The beans I had for breakfast was not any kind of beans. It is the type called Ewa Agoyin. For people who never eat outside or grew up in a palace, Ewa Agoyin means nothing but for those of us who grew up in a place like Agege, Lagos, you know exactly what I am talking about.

I had a few friends while growing up who I have lost contact with but Ewa Agoyin is one childhood friend that I still get together with. Whenever we hang out, it is as though time never passed. So, you can imagine why this beans diet wasn’t a huge challenge for me.

Whether my memory diet worked or not is debatable. I believe it did to an extent but I had to put a stop to it on Thursday. I was tired of what this childhood friend was doing to my marriage. It was making me speak to my husband in a language I normally don’t speak. By “speak”, I don’t mean talking with my mouth (let him that readeth understand). For the reader who is still having trouble understanding, the beans diet was making me make noises through the posterior of my anatomy.

As I thought about what beans had done to me that week, I was glad my embarrassing moments were in the privacy of my home and in the presence of my husband. What if those moments happened while I was out on a job?

Imagine you are shooting a portrait session of a couple in a quiet location. You already have them in your award-winning pose and you know the angle from which you would be taking the shot. It would require you getting in the squatting position. Your clients are all smiles, they have their pose right and everything is playing out just the way you envisioned.
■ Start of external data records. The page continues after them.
//! # Ramscope Utilities
//!
//! Shared utilities for the ramscope workspace: the logging bootstrap
//! built on `tracing`.

pub mod logging;

// Re-export commonly used logging functions for convenience
pub use logging::{init_logging, init_logging_with_level, LogFormat, LogLevel};
pub use tracing::{debug, error, info, trace, warn};
//! # Debug Metadata
//!
//! The engine never hardcodes kernel structure layouts: symbol addresses,
//! type sizes and field offsets all come from an external capability, and
//! every lookup is fallible. A missing result means "feature absent in
//! this build" and the dependent sub-step is skipped, never raised.
//!
//! To avoid repeating external queries on every field access, the session
//! resolves everything the analyses will need exactly once, up front, into
//! a [`KernelLayout`] of plain offsets.

pub mod dwarf;

use std::fmt;

use tracing::warn;

use crate::types::VirtAddr;

/// Capability set consumed by the core.
///
/// Implementations answer layout questions about the dumped kernel build.
/// The repo ships a vmlinux-backed implementation ([`dwarf::DwarfInfo`]);
/// tests substitute table-backed fakes.
pub trait DebugInfo
{
    /// Link-time address of a symbol (unrelocated; the session applies the
    /// relocation offset).
    fn address_of(&self, symbol: &str) -> Option<VirtAddr>;

    /// Size in bytes of a type (`struct foo`, `union bar`, `void *`).
    fn size_of(&self, type_name: &str) -> Option<u64>;

    /// Byte offset of `field` from the base of `type_name`. Dotted paths
    /// (`core_layout.base`) resolve through nested members.
    fn field_offset(&self, type_name: &str, field: &str) -> Option<u64>;

    /// Initialized value of a string variable, read from the build
    /// artifact rather than the dump (e.g. the version banner).
    fn string_value_of(&self, symbol: &str) -> Option<String>;
}

/// Kernel version, ordered for the handful of version-gated layouts.
#[derive(Debug, Clone, Copy, PartialEq, Eq, PartialOrd, Ord)]
pub struct KernelVersion
{
    pub major: u16,
    pub minor: u16,
    pub patch: u16,
}

impl KernelVersion
{
    pub const fn new(major: u16, minor: u16, patch: u16) -> Self
    {
        Self { major, minor, patch }
    }

    /// Extract `major.minor.patch` from a version banner of the form
    /// `Linux version 4.14.117-perf (...)`.
    pub fn parse_banner(banner: &str) -> Option<Self>
    {
        let rest = banner.split("Linux version ").nth(1)?;
        let version: String = rest
            .chars()
            .take_while(|ch| ch.is_ascii_digit() || *ch == '.')
            .collect();
        let mut parts = version.split('.');
        let major = parts.next()?.parse().ok()?;
        let minor = parts.next()?.parse().ok()?;
        let patch = parts.next().and_then(|p| p.parse().ok()).unwrap_or(0);
        Some(Self { major, minor, patch })
    }
}

impl fmt::Display for KernelVersion
{
    fn fmt(&self, f: &mut fmt::Formatter<'_>) -> fmt::Result
    {
        write!(f, "{}.{}.{}", self.major, self.minor, self.patch)
    }
}

/// `struct list_head` member offsets.
#[derive(Debug, Clone, Copy)]
pub struct ListOffsets
{
    pub next: u64,
    pub prev: u64,
}

/// Offsets into `struct sched_info`, relative to the task base.
#[derive(Debug, Clone, Copy)]
pub struct SchedInfoOffsets
{
    pub last_arrival: u64,
    pub last_queued: u64,
    pub pcount: u64,
    pub run_delay: u64,
}

/// `struct task_struct` member offsets.
///
/// The required fields are the ones without which no task traversal is
/// possible at all; everything else degrades to a skipped output column.
#[derive(Debug, Clone)]
pub struct TaskOffsets
{
    pub tasks: u64,
    pub thread_group: u64,
    pub comm: u64,
    pub pid: u64,
    pub stack: u64,
    pub state: u64,
    pub prio: u64,
    pub sched_class: u64,
    pub exit_state: Option<u64>,
    pub affinity: Option<u64>,
    pub cpu: Option<u64>,
    /// Offset of the embedded `thread_info` when the kernel keeps it in
    /// the task (CONFIG_THREAD_INFO_IN_TASK).
    pub thread_info: Option<u64>,
    pub last_enqueued_ts: Option<u64>,
    pub last_sleep_ts: Option<u64>,
    pub sched_info: Option<SchedInfoOffsets>,
}

/// `struct thread_info` member offsets.
#[derive(Debug, Clone, Copy)]
pub struct ThreadInfoOffsets
{
    pub task: Option<u64>,
    pub cpu: Option<u64>,
}

/// Where a sleeping thread's `{fp, sp, pc}` context was parked at its last
/// switch-out.
#[derive(Debug, Clone, Copy)]
pub struct SavedContext
{
    /// The context block lives in the task itself (64-bit
    /// `task_struct.thread.cpu_context`) rather than in `thread_info`.
    pub in_task: bool,
    /// Offset of the context block from its containing structure.
    pub base: u64,
    pub fp: u64,
    pub sp: u64,
    pub pc: u64,
}

/// Per-cpu runqueue offsets for the scheduler sanity checks.
#[derive(Debug, Clone, Copy)]
pub struct RunqueueOffsets
{
    pub root_domain: Option<u64>,
    pub sched_domain: Option<u64>,
}

/// Persistent-RAM (event log) offsets.
#[derive(Debug, Clone, Copy)]
pub struct PstoreOffsets
{
    pub event_zones: u64,
    pub console_zone: u64,
    pub zone_paddr: u64,
    pub zone_size: u64,
}

/// Every offset the analyses consume, resolved once at session setup.
#[derive(Debug, Clone)]
pub struct KernelLayout
{
    pub list: ListOffsets,
    pub task: Option<TaskOffsets>,
    pub thread_info: ThreadInfoOffsets,
    pub saved_context: Option<SavedContext>,
    pub runqueue: RunqueueOffsets,
    pub pstore: Option<PstoreOffsets>,
    pub cpumask_bits: Option<u64>,
}

const TASK: &str = "struct task_struct";

fn first_offset(info: &dyn DebugInfo, type_name: &str, fields: &[&str]) -> Option<u64>
{
    fields
        .iter()
        .find_map(|field| info.field_offset(type_name, field))
}

impl KernelLayout
{
    /// Resolve all offsets against the provider.
    ///
    /// Returns `None` only when even `struct list_head` cannot be
    /// resolved, which means the metadata is unusable for traversal of any
    /// kind.
    pub fn resolve(info: &dyn DebugInfo, version: KernelVersion, arm64: bool) -> Option<Self>
    {
        let list = ListOffsets {
            next: info.field_offset("struct list_head", "next")?,
            prev: info.field_offset("struct list_head", "prev")?,
        };

        let task = Self::resolve_task(info, version);
        if task.is_none() {
            warn!("task_struct layout incomplete; task analyses will be skipped");
        }

        let thread_info = ThreadInfoOffsets {
            task: info.field_offset("struct thread_info", "task"),
            cpu: info.field_offset("struct thread_info", "cpu"),
        };

        let saved_context = Self::resolve_saved_context(info, arm64);

        let runqueue = RunqueueOffsets {
            root_domain: info.field_offset("struct rq", "rd"),
            sched_domain: info.field_offset("struct rq", "sd"),
        };

        let pstore = Self::resolve_pstore(info);

        Some(Self {
            list,
            task,
            thread_info,
            saved_context,
            runqueue,
            pstore,
            cpumask_bits: info.field_offset("struct cpumask", "bits"),
        })
    }

    fn resolve_task(info: &dyn DebugInfo, version: KernelVersion) -> Option<TaskOffsets>
    {
        // Renamed fields across kernel generations resolve through ordered
        // fallback chains; the newer name goes first from the version that
        // introduced it.
        let affinity_fields: &[&str] = if version >= KernelVersion::new(5, 3, 0) {
            &["cpus_mask", "cpus_allowed"]
        } else {
            &["cpus_allowed", "cpus_mask"]
        };

        let sched_info = info.field_offset(TASK, "sched_info").and_then(|base| {
            Some(SchedInfoOffsets {
                last_arrival: base + info.field_offset("struct sched_info", "last_arrival")?,
                last_queued: base + info.field_offset("struct sched_info", "last_queued")?,
                pcount: base + info.field_offset("struct sched_info", "pcount")?,
                run_delay: base + info.field_offset("struct sched_info", "run_delay")?,
            })
        });

        Some(TaskOffsets {
            tasks: info.field_offset(TASK, "tasks")?,
            thread_group: info.field_offset(TASK, "thread_group")?,
            comm: info.field_offset(TASK, "comm")?,
            pid: info.field_offset(TASK, "pid")?,
            stack: info.field_offset(TASK, "stack")?,
            state: first_offset(info, TASK, &["state", "__state"])?,
            prio: info.field_offset(TASK, "prio")?,
            sched_class: info.field_offset(TASK, "sched_class")?,
            exit_state: info.field_offset(TASK, "exit_state"),
            affinity: first_offset(info, TASK, affinity_fields),
            cpu: info.field_offset(TASK, "cpu"),
            thread_info: info.field_offset(TASK, "thread_info"),
            last_enqueued_ts: info.field_offset(TASK, "last_enqueued_ts"),
            last_sleep_ts: info.field_offset(TASK, "last_sleep_ts"),
            sched_info,
        })
    }

    fn resolve_saved_context(info: &dyn DebugInfo, arm64: bool) -> Option<SavedContext>
    {
        if arm64 {
            let thread = info.field_offset(TASK, "thread")?;
            let cpu_context = info.field_offset("struct thread_struct", "cpu_context")?;
            Some(SavedContext {
                in_task: true,
                base: thread + cpu_context,
                fp: info.field_offset("struct cpu_context", "fp")?,
                sp: info.field_offset("struct cpu_context", "sp")?,
                pc: info.field_offset("struct cpu_context", "pc")?,
            })
        } else {
            let cpu_context = info.field_offset("struct thread_info", "cpu_context")?;
            Some(SavedContext {
                in_task: false,
                base: cpu_context,
                fp: info.field_offset("struct cpu_context_save", "fp")?,
                sp: info.field_offset("struct cpu_context_save", "sp")?,
                pc: info.field_offset("struct cpu_context_save", "pc")?,
            })
        }
    }

    fn resolve_pstore(info: &dyn DebugInfo) -> Option<PstoreOffsets>
    {
        Some(PstoreOffsets {
            event_zones: info.field_offset("struct ramoops_context", "eprzs")?,
            console_zone: info.field_offset("struct ramoops_context", "cprz")?,
            zone_paddr: info.field_offset("struct persistent_ram_zone", "paddr")?,
            zone_size: info.field_offset("struct persistent_ram_zone", "size")?,
        })
    }
}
You get in the squat position and just a fraction of a second before you press the shutter, you let out a batch of violent-sounding fart. One so loud it drowns whatever noise your shutter might have made.

It’s almost painful to imagine for me. I think that would be a perfect moment either for the ground to open up and swallow me or for the trumpet to sound and rapture takes place.

Perhaps you think my feelings are exaggerated. Only a man would feel it wasn’t such a big deal. I remember once having a teacher that habitually farted in class and would simply say,”Ha, I ate a lot of beans”, as if that was supposed to make it all better for his students.

Passing gas loudly in front of clients would be devastating for a female photographer, I think. No matter what my male colleagues say, I believe a man would experience some degree of embarrassment too; except the clients in question are childhood friends of yours and you all played the game, “loudest fart”, as kids.

What’s the whole point of me writing an elaborate post on how farting can erode your ego as a photographer? Well, you know it’s the little things we never think (or talk) about that affect our business and reputation as photographers. Clients won’t remember your brand of lens and could care less if you used a full-frame camera or not. What they would probably not forget is how loud your fart was. So before you go on a beans diet, think about how it might affect your client relations and your photography career as a whole.